Um homem veio buscar uma encomenda de carro, com o nome de uma mulher.
Seguimos as regras e não podemos pegar para terceiros, ele colocou a carteira de identidade na mesa e disse que era o marido dela.
Eu olhei, o endereço de envio era no mesmo condomínio, o endereço de recebimento também era no mesmo condomínio.
Perguntei por que enviar uma encomenda para o mesmo condomínio.
Ele disse que era porque ela não queria receber pessoalmente.
Procurei a encomenda, era uma caixinha pequena, mexi nela e não fez som.
Ele abriu na hora, dentro havia um cartão bancário, um cartão de salário de dez anos atrás, com uma carta de desculpas escrita no verso.
Ele disse que ao longo dos anos, toda vez que se desculpava, era xingado, e depois não tinha coragem de falar pessoalmente, então escrevia a desculpa na carta e enviava pelo correio, enviou por dez anos.
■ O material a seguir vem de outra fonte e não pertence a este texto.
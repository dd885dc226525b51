use std::str::FromStr;

use rust_decimal::Decimal;

use crate::intake::state::{FieldDelta, FieldValue};

/// First decimal-looking number in free text. Tolerates `$`, `%`, thousands
/// separators and a leading minus sign. Returns `None` rather than zero.
pub fn extract_number(text: &str) -> Option<Decimal> {
    let chars: Vec<char> = text.chars().collect();
    let start = chars.iter().enumerate().position(|(index, ch)| {
        ch.is_ascii_digit()
            || (*ch == '.' && chars.get(index + 1).is_some_and(char::is_ascii_digit))
    })?;

    let negative = start > 0
        && chars[start - 1] == '-'
        && (start < 2 || !chars[start - 2].is_alphanumeric());

    let mut literal = String::new();
    let mut seen_point = false;
    let mut index = start;
    while let Some(&ch) = chars.get(index) {
        let next_is_digit = chars.get(index + 1).is_some_and(char::is_ascii_digit);
        match ch {
            digit if digit.is_ascii_digit() => literal.push(digit),
            ',' if next_is_digit && !seen_point => {}
            '.' if next_is_digit && !seen_point => {
                seen_point = true;
                if literal.is_empty() {
                    literal.push('0');
                }
                literal.push('.');
            }
            _ => break,
        }
        index += 1;
    }

    let value = Decimal::from_str(&literal).ok()?;
    Some(if negative { -value } else { value })
}

/// Lowercased text with punctuation flattened to spaces, for keyword lookup.
pub fn normalize(text: &str) -> String {
    let flattened: String = text
        .chars()
        .map(|ch| if ch.is_alphanumeric() || ch == '\'' { ch.to_ascii_lowercase() } else { ' ' })
        .collect();
    flattened.split_whitespace().collect::<Vec<_>>().join(" ")
}

/// Whole-word (or whole-phrase) match against normalized text.
pub fn mentions(normalized: &str, phrase: &str) -> bool {
    let phrase = normalize(phrase);
    if phrase.is_empty() {
        return false;
    }
    let padded = format!(" {normalized} ");
    padded.contains(&format!(" {phrase} "))
}

pub fn mentions_any(normalized: &str, phrases: &[&str]) -> bool {
    phrases.iter().any(|phrase| mentions(normalized, phrase))
}

/// A canonical value and the words that select it.
#[derive(Clone, Copy, Debug, PartialEq, Eq)]
pub struct ChoiceOption {
    pub value: &'static str,
    pub keywords: &'static [&'static str],
}

pub fn match_choice(options: &[ChoiceOption], text: &str) -> Option<&'static str> {
    let normalized = normalize(text);
    options
        .iter()
        .find(|option| mentions_any(&normalized, option.keywords))
        .map(|option| option.value)
}

/// Every option mentioned, in option order.
pub fn match_choices(options: &[ChoiceOption], text: &str) -> Vec<String> {
    let normalized = normalize(text);
    options
        .iter()
        .filter(|option| mentions_any(&normalized, option.keywords))
        .map(|option| option.value.to_owned())
        .collect()
}

/// Splits on `;`, newlines and commas, except a comma between two digits
/// (a thousands separator).
pub fn segments(message: &str) -> Vec<&str> {
    let bytes = message.as_bytes();
    let mut parts = Vec::new();
    let mut start = 0;
    for (index, byte) in bytes.iter().enumerate() {
        let separator = match byte {
            b';' | b'\n' => true,
            b',' => {
                let digit_before = index > 0 && bytes[index - 1].is_ascii_digit();
                let digit_after = bytes.get(index + 1).is_some_and(u8::is_ascii_digit);
                !(digit_before && digit_after)
            }
            _ => false,
        };
        if separator {
            parts.push(&message[start..index]);
            start = index + 1;
        }
    }
    parts.push(&message[start..]);
    parts.into_iter().map(str::trim).filter(|part| !part.is_empty()).collect()
}

#[derive(Clone, Copy, Debug, PartialEq, Eq)]
pub enum SubFieldKind {
    Text,
    Money,
    Number,
}

#[derive(Clone, Copy, Debug, PartialEq, Eq)]
pub struct SubField {
    pub name: &'static str,
    pub kind: SubFieldKind,
}

/// Ordered comma-separated sub-fields of one answer, e.g. `Product, $Cost, Spread`.
#[derive(Clone, Copy, Debug, PartialEq, Eq)]
pub struct CompoundSchema {
    pub fields: &'static [SubField],
}

impl CompoundSchema {
    pub fn path(&self, base: &str, index: usize) -> Option<String> {
        self.fields.get(index).map(|field| format!("{base}.{}", field.name))
    }

    /// All-or-nothing: too few segments or an unreadable number yields an
    /// empty delta. Surplus leading segments fold into the first text field.
    pub fn parse(&self, base: &str, text: &str) -> FieldDelta {
        let mut delta = FieldDelta::default();
        let segments = segments(text);
        if self.fields.is_empty() || segments.len() < self.fields.len() {
            return delta;
        }

        let surplus = segments.len() - self.fields.len();
        let head = segments[..=surplus].join(", ");
        let values = std::iter::once(head.as_str()).chain(segments[surplus + 1..].iter().copied());

        for (field, raw) in self.fields.iter().zip(values) {
            let value = match field.kind {
                SubFieldKind::Text => FieldValue::Text(raw.to_owned()),
                SubFieldKind::Money | SubFieldKind::Number => match extract_number(raw) {
                    Some(number) if number >= Decimal::ZERO => FieldValue::Number(number),
                    _ => return FieldDelta::default(),
                },
            };
            delta.set(format!("{base}.{}", field.name), value);
        }
        delta
    }
}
Hoje, essa seria a última vez —
Esse cartão foi entregue por ele no ano em que se casou, para ela guardar, ela disse que não precisava,
ele depositava dinheiro nele todo mês, pensando que um dia ela usaria esse cartão para pagar a entrada de uma casa.
O entregador novo ao lado disse: você roubou o cartão de alguém?
Ele não respondeu.
O segurança do condomínio ao lado acrescentou: aquela mulher é a mãe dele,
ano passado, quando assumiram o controle do armário de entregas do condomínio, foi ela quem pediu para deixar as devoluções aqui.
Ele virou o recibo do pacote, no verso estava uma impressão do condomínio de ontem:
Devolução não recebida, por favor, trate até o final do mês, após o prazo será destruída.
O segurança ao lado pegou um novo recibo, fez o registro de recebimento do cartão, com a observação:
O chefe não precisa mais destruir,
hoje finalmente alguém veio buscar esse cartão.